TASK INSTRUCTIONS - Lines with the word "Result": copy all of them from the entries below.

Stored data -
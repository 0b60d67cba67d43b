pub mod stats;
pub mod udp;

pub use stats::{DropReason, ForwardingStats, StatsSnapshot};
pub use udp::{UdpTransport, UdpTransportFactory, resolve_server};

use thiserror::Error;

#[derive(Error, Debug)]
pub enum TransportError {
    #[error("Failed to parse server IP address '{address}'")]
    AddressParse { address: String },
    #[error("Failed to create UDP socket: {0}")]
    Create(#[source] std::io::Error),
    #[error("Failed to send {bytes} byte record: {source}")]
    Send {
        bytes: usize,
        #[source]
        source: std::io::Error,
    },
}

impl TransportError {
    /// Setup-phase errors put the pipeline into its failed state; send errors
    /// only lose the one record.
    pub fn is_setup_failure(&self) -> bool {
        matches!(
            self,
            TransportError::AddressParse { .. } | TransportError::Create(_)
        )
    }
}

/// A connected, fire-and-forget datagram sink.
pub trait Transport: Send {
    fn send(&mut self, record: &[u8]) -> Result<(), TransportError>;
}

/// Acquires a transport for a server address and port.
pub trait TransportFactory: Send {
    fn connect(&self, address: &str, port: u16) -> Result<Box<dyn Transport>, TransportError>;
}
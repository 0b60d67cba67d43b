use super::config::LogLevel;
use crate::host::SyslogLayer;
use parking_lot::RwLock;
use std::sync::{Arc, OnceLock};
use thiserror::Error;
use tracing_subscriber::{EnvFilter, fmt, prelude::*};

#[derive(Error, Debug)]
pub enum LoggingError {
    #[error("Invalid log level '{input}'. Valid levels: error, warn, info, debug, trace")]
    InvalidLogLevel { input: String },

    #[error("Invalid directive format '{input}'. Expected: 'target=level'")]
    InvalidDirectiveFormat { input: String },

    #[error("Empty target in directive '{input}'")]
    EmptyTarget { input: String },

    #[error("Logging system initialization failed: {details}")]
    InitFailed { details: String },
}

pub fn parse_level(input: &str) -> Result<LogLevel, LoggingError> {
    match input.trim().to_lowercase().as_str() {
        "error" => Ok(LogLevel::Error),
        "warn" | "warning" => Ok(LogLevel::Warn),
        "info" => Ok(LogLevel::Info),
        "debug" => Ok(LogLevel::Debug),
        "trace" => Ok(LogLevel::Trace),
        _ => Err(LoggingError::InvalidLogLevel {
            input: input.to_string(),
        }),
    }
}

/// A single `target=level` entry of the subscriber's filter.
#[derive(Debug, Clone, PartialEq, Eq)]
pub struct LogDirective {
    pub target: String,
    pub level: LogLevel,
}

impl LogDirective {
    pub fn new(target: impl Into<String>, level: LogLevel) -> Self {
        Self {
            target: target.into(),
            level,
        }
    }

    pub fn parse(directive: &str) -> Result<Self, LoggingError> {
        let Some((target, level)) = directive.split_once('=') else {
            return Err(LoggingError::InvalidDirectiveFormat {
                input: directive.to_string(),
            });
        };
        if level.contains('=') {
            return Err(LoggingError::InvalidDirectiveFormat {
                input: directive.to_string(),
            });
        }

        let target = target.trim();
        if target.is_empty() {
            return Err(LoggingError::EmptyTarget {
                input: directive.to_string(),
            });
        }

        Ok(LogDirective::new(target, parse_level(level)?))
    }

    pub fn to_filter_string(&self) -> String {
        format!("{}={}", self.target, self.level.as_str())
    }
}

/// Collects filter directives and installs the process-wide subscriber.
pub struct LoggingSystem {
    directives: Arc<RwLock<Vec<LogDirective>>>,
    fallback_level: LogLevel,
}

impl LoggingSystem {
    pub fn new() -> Self {
        Self {
            directives: Arc::new(RwLock::new(Vec::new())),
            fallback_level: LogLevel::Info,
        }
    }

    /// Adds a directive. Malformed directives are skipped and an unknown
    /// level falls back to the default one; neither is an error.
    pub fn add_directive(&self, directive_str: &str) {
        match LogDirective::parse(directive_str) {
            Ok(directive) => self.directives.write().push(directive),
            Err(LoggingError::InvalidLogLevel { .. }) => {
                eprintln!("Warning: invalid level in '{directive_str}', using default level");
                let target = directive_str.split('=').next().unwrap_or("unknown").trim();
                self.directives
                    .write()
                    .push(LogDirective::new(target, self.fallback_level));
            }
            Err(e) => eprintln!("Warning: {e}, skipping directive"),
        }
    }

    /// Quiets noisy dependencies that would otherwise flood the relay output.
    pub fn add_default_directives(&self) {
        let mut directives = self.directives.write();
        for target in ["tokio", "mio", "sled"] {
            directives.push(LogDirective::new(target, LogLevel::Warn));
        }
    }

    pub fn build_filter_string(&self, default_level: LogLevel) -> String {
        let directives = self.directives.read();
        let mut parts = Vec::with_capacity(directives.len() + 1);
        parts.push(default_level.as_str().to_string());
        parts.extend(directives.iter().map(LogDirective::to_filter_string));
        parts.join(",")
    }

    pub fn directive_count(&self) -> usize {
        self.directives.read().len()
    }

    /// Installs a compact stderr `fmt` layer, plus `syslog_layer` when given,
    /// as the global default subscriber.
    pub fn initialize_tracing(
        &self,
        default_level: LogLevel,
        syslog_layer: Option<SyslogLayer>,
    ) -> Result<(), LoggingError> {
        let filter_string = self.build_filter_string(default_level);
        let env_filter =
            EnvFilter::try_new(&filter_string).map_err(|e| LoggingError::InitFailed {
                details: format!("Failed to create EnvFilter with '{filter_string}': {e}"),
            })?;

        let subscriber = tracing_subscriber::registry()
            .with(env_filter)
            .with(
                fmt::layer()
                    .with_writer(std::io::stderr)
                    .with_target(true)
                    .with_level(true)
                    .compact(),
            )
            .with(syslog_layer);

        tracing::subscriber::set_global_default(subscriber).map_err(|e| {
            LoggingError::InitFailed {
                details: format!("Failed to set global tracing subscriber: {e}"),
            }
        })
    }
}

impl Default for LoggingSystem {
    fn default() -> Self {
        Self::new()
    }
}

/// Installs logging once per process. Later calls return the first outcome.
pub fn setup_logging_safe(
    level: LogLevel,
    syslog_layer: Option<SyslogLayer>,
) -> Result<(), LoggingError> {
    static INIT: OnceLock<Result<(), String>> = OnceLock::new();

    INIT.get_or_init(|| {
        let logging_system = LoggingSystem::new();
        logging_system.add_default_directives();
        logging_system
            .initialize_tracing(level, syslog_layer)
            .map_err(|e| e.to_string())
    })
    .clone()
    .map_err(|details| LoggingError::InitFailed { details })
}

#[cfg(test)]
mod tests {
    use super::*;

    #[test]
    fn test_parse_directive() {
        let directive = LogDirective::parse("sled=warn").unwrap();
        assert_eq!(directive, LogDirective::new("sled", LogLevel::Warn));
        assert_eq!(directive.to_filter_string(), "sled=warn");

        assert!(matches!(
            LogDirective::parse("no_level"),
            Err(LoggingError::InvalidDirectiveFormat { .. })
        ));
        assert!(matches!(
            LogDirective::parse("=info"),
            Err(LoggingError::EmptyTarget { .. })
        ));
        assert!(matches!(
            LogDirective::parse("a=b=c"),
            Err(LoggingError::InvalidDirectiveFormat { .. })
        ));
    }

    #[test]
    fn test_parse_level_aliases() {
        assert_eq!(parse_level("WARNING").unwrap(), LogLevel::Warn);
        assert_eq!(parse_level(" trace ").unwrap(), LogLevel::Trace);
        assert!(parse_level("loud").is_err());
    }

    #[test]
    fn test_invalid_directives_never_fail() {
        let logging_system = LoggingSystem::new();
        logging_system.add_directive("invalid");
        assert_eq!(logging_system.directive_count(), 0);

        logging_system.add_directive("relay=loud");
        assert_eq!(logging_system.directive_count(), 1);
        assert_eq!(
            logging_system.build_filter_string(LogLevel::Debug),
            "debug,relay=info"
        );
    }

    #[test]
    fn test_default_directives() {
        let logging_system = LoggingSystem::new();
        logging_system.add_default_directives();
        let filter = logging_system.build_filter_string(LogLevel::Info);
        assert!(filter.starts_with("info,"));
        assert!(filter.contains("tokio=warn"));
        assert!(filter.contains("sled=warn"));
    }
}
use crate::host::{HostLevel, LogCallbacks, parse_line};
use std::future::Future;
use tokio::io::{AsyncBufRead, AsyncBufReadExt};
use tracing::{debug, info, warn};

/// Reads host log lines from `reader` and emits each one through `callbacks`.
///
/// Lines in the host format keep their own level and tag; anything else is
/// emitted at INFO under `default_tag`. Blank lines are skipped. Returns the
/// number of lines emitted once the reader hits EOF or `shutdown` completes.
pub async fn run_relay<R, F>(
    reader: R,
    callbacks: &mut LogCallbacks,
    default_tag: &str,
    shutdown: F,
) -> std::io::Result<u64>
where
    R: AsyncBufRead + Unpin,
    F: Future<Output = ()>,
{
    let mut lines = reader.lines();
    let mut relayed = 0u64;
    tokio::pin!(shutdown);

    loop {
        let line = tokio::select! {
            line = lines.next_line() => line?,
            () = &mut shutdown => {
                info!("Shutdown signal received, stopping relay");
                break;
            }
        };
        let Some(line) = line else {
            debug!("Input closed");
            break;
        };
        if line.trim().is_empty() {
            continue;
        }

        match parse_line(&line) {
            Ok(Some(host_line)) => {
                callbacks.emit(host_line.level.as_u8(), &host_line.tag, &host_line.message);
            }
            Ok(None) => callbacks.emit(HostLevel::Info.as_u8(), default_tag, &line),
            Err(e) => {
                warn!("Host line pattern unavailable: {}", e);
                callbacks.emit(HostLevel::Info.as_u8(), default_tag, &line);
            }
        }
        relayed += 1;
    }

    info!(relayed, "Relay finished");
    Ok(relayed)
}
// Lock-free forwarding statistics using atomic operations
//
// Every event handed to the pipeline ends up in exactly one bucket: sent,
// failed to send, or dropped by one of the gates in front of the transport.

use serde::{Deserialize, Serialize};
use std::sync::atomic::{AtomicU64, Ordering};

/// Why an event never reached the transport.
#[derive(Debug, Clone, Copy, PartialEq, Eq)]
pub enum DropReason {
    /// Pipeline disabled or failed.
    Inactive,
    /// Direct logging or logger forwarding switched off.
    SourceDisabled,
    /// Logger line more verbose than the configured minimum level.
    BelowMinLevel,
    /// Rejected by the tag filter.
    Filtered,
    /// Active but no transport acquired yet.
    NotConnected,
}

#[derive(Debug, Default)]
pub struct ForwardingStats {
    records_sent: AtomicU64,
    bytes_sent: AtomicU64,
    send_failures: AtomicU64,
    dropped_inactive: AtomicU64,
    dropped_source_disabled: AtomicU64,
    dropped_below_level: AtomicU64,
    dropped_filtered: AtomicU64,
    dropped_not_connected: AtomicU64,
}

impl ForwardingStats {
    pub fn new() -> Self {
        Self::default()
    }

    pub fn record_sent(&self, bytes: usize) {
        self.records_sent.fetch_add(1, Ordering::Relaxed);
        self.bytes_sent.fetch_add(bytes as u64, Ordering::Relaxed);
    }

    pub fn record_send_failure(&self) {
        self.send_failures.fetch_add(1, Ordering::Relaxed);
    }

    pub fn record_drop(&self, reason: DropReason) {
        let counter = match reason {
            DropReason::Inactive => &self.dropped_inactive,
            DropReason::SourceDisabled => &self.dropped_source_disabled,
            DropReason::BelowMinLevel => &self.dropped_below_level,
            DropReason::Filtered => &self.dropped_filtered,
            DropReason::NotConnected => &self.dropped_not_connected,
        };
        counter.fetch_add(1, Ordering::Relaxed);
    }

    /// Get a snapshot of current statistics (lock-free)
    pub fn snapshot(&self) -> StatsSnapshot {
        StatsSnapshot {
            records_sent: self.records_sent.load(Ordering::Relaxed),
            bytes_sent: self.bytes_sent.load(Ordering::Relaxed),
            send_failures: self.send_failures.load(Ordering::Relaxed),
            dropped_inactive: self.dropped_inactive.load(Ordering::Relaxed),
            dropped_source_disabled: self.dropped_source_disabled.load(Ordering::Relaxed),
            dropped_below_level: self.dropped_below_level.load(Ordering::Relaxed),
            dropped_filtered: self.dropped_filtered.load(Ordering::Relaxed),
            dropped_not_connected: self.dropped_not_connected.load(Ordering::Relaxed),
        }
    }

    pub fn reset(&self) {
        for counter in [
            &self.records_sent,
            &self.bytes_sent,
            &self.send_failures,
            &self.dropped_inactive,
            &self.dropped_source_disabled,
            &self.dropped_below_level,
            &self.dropped_filtered,
            &self.dropped_not_connected,
        ] {
            counter.store(0, Ordering::Relaxed);
        }
    }
}

#[derive(Debug, Clone, Default, PartialEq, Eq, Serialize, Deserialize)]
pub struct StatsSnapshot {
    pub records_sent: u64,
    pub bytes_sent: u64,
    pub send_failures: u64,
    pub dropped_inactive: u64,
    pub dropped_source_disabled: u64,
    pub dropped_below_level: u64,
    pub dropped_filtered: u64,
    pub dropped_not_connected: u64,
}

impl StatsSnapshot {
    pub fn total_dropped(&self) -> u64 {
        self.dropped_inactive
            + self.dropped_source_disabled
            + self.dropped_below_level
            + self.dropped_filtered
            + self.dropped_not_connected
    }
}

#[cfg(test)]
mod tests {
    use super::*;

    #[test]
    fn test_counters() {
        let stats = ForwardingStats::new();
        stats.record_sent(10);
        stats.record_sent(5);
        stats.record_send_failure();
        stats.record_drop(DropReason::Filtered);
        stats.record_drop(DropReason::Inactive);

        let snapshot = stats.snapshot();
        assert_eq!(snapshot.records_sent, 2);
        assert_eq!(snapshot.bytes_sent, 15);
        assert_eq!(snapshot.send_failures, 1);
        assert_eq!(snapshot.dropped_filtered, 1);
        assert_eq!(snapshot.total_dropped(), 2);
    }

    #[test]
    fn test_reset() {
        let stats = ForwardingStats::new();
        stats.record_sent(42);
        stats.record_drop(DropReason::BelowMinLevel);
        stats.reset();
        assert_eq!(stats.snapshot(), StatsSnapshot::default());
    }
}
mod cli;
mod validation;

use clap::ValueEnum;
use serde::{Deserialize, Serialize};
use thiserror::Error;

#[derive(Error, Debug)]
pub enum ConfigError {
    #[error("Invalid configuration: {0}")]
    InvalidConfig(String),
    #[error("File error: {0}")]
    FileError(#[from] std::io::Error),
    #[error("Parse error: {0}")]
    ParseError(#[from] toml::de::Error),
    #[error("Environment error: {0}")]
    EnvError(String),
}

/// Verbosity of the forwarder's own diagnostics.
#[derive(Debug, Clone, Copy, PartialEq, Eq, ValueEnum, Serialize, Deserialize)]
#[serde(rename_all = "lowercase")]
pub enum LogLevel {
    Error,
    Warn,
    Info,
    Debug,
    Trace,
}

impl LogLevel {
    pub fn as_str(&self) -> &'static str {
        match self {
            LogLevel::Error => "error",
            LogLevel::Warn => "warn",
            LogLevel::Info => "info",
            LogLevel::Debug => "debug",
            LogLevel::Trace => "trace",
        }
    }
}

impl From<LogLevel> for tracing::Level {
    fn from(level: LogLevel) -> Self {
        match level {
            LogLevel::Error => tracing::Level::ERROR,
            LogLevel::Warn => tracing::Level::WARN,
            LogLevel::Info => tracing::Level::INFO,
            LogLevel::Debug => tracing::Level::DEBUG,
            LogLevel::Trace => tracing::Level::TRACE,
        }
    }
}

/// Where the filter string is persisted between runs.
#[derive(Debug, Clone, Copy, PartialEq, Eq, Default, ValueEnum, Serialize, Deserialize)]
#[serde(rename_all = "lowercase")]
pub enum StoreBackend {
    /// Kept in memory only; lost on exit.
    #[default]
    Memory,
    /// Plain-text file at `state_path`.
    File,
    /// Embedded sled database at `state_path` (requires the `sled-store` feature).
    Sled,
}

pub use cli::{CONFIG_ENV, Config};
//! Syslog wire format: host level to priority mapping and record encoding.
//!
//! Records follow the RFC 5424 layout with nil timestamp, procid and msgid:
//! `<PRI>1 - CLIENT_ID TAG - - - BOM PAYLOAD`.

pub mod priority;
pub mod record;

pub use priority::{MAX_HOST_LEVEL, to_priority};
pub use record::{BOM, RecordFormatter, encode, strip_color_codes};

OUTPUT OF THE EXERCISE -
    fn send(&mut self, record: &[u8]) -> Result<(), TransportError>;
    fn connect(&self, address: &str, port: u16) -> Result<Box<dyn Transport>, TransportError>;
pub fn parse_level(input: &str) -> Result<LogLevel, LoggingError> {
    pub fn parse(directive: &str) -> Result<Self, LoggingError> {
    ) -> Result<(), LoggingError> {
) -> Result<(), LoggingError> {
    static INIT: OnceLock<Result<(), String>> = OnceLock::new();
) -> std::io::Result<u64>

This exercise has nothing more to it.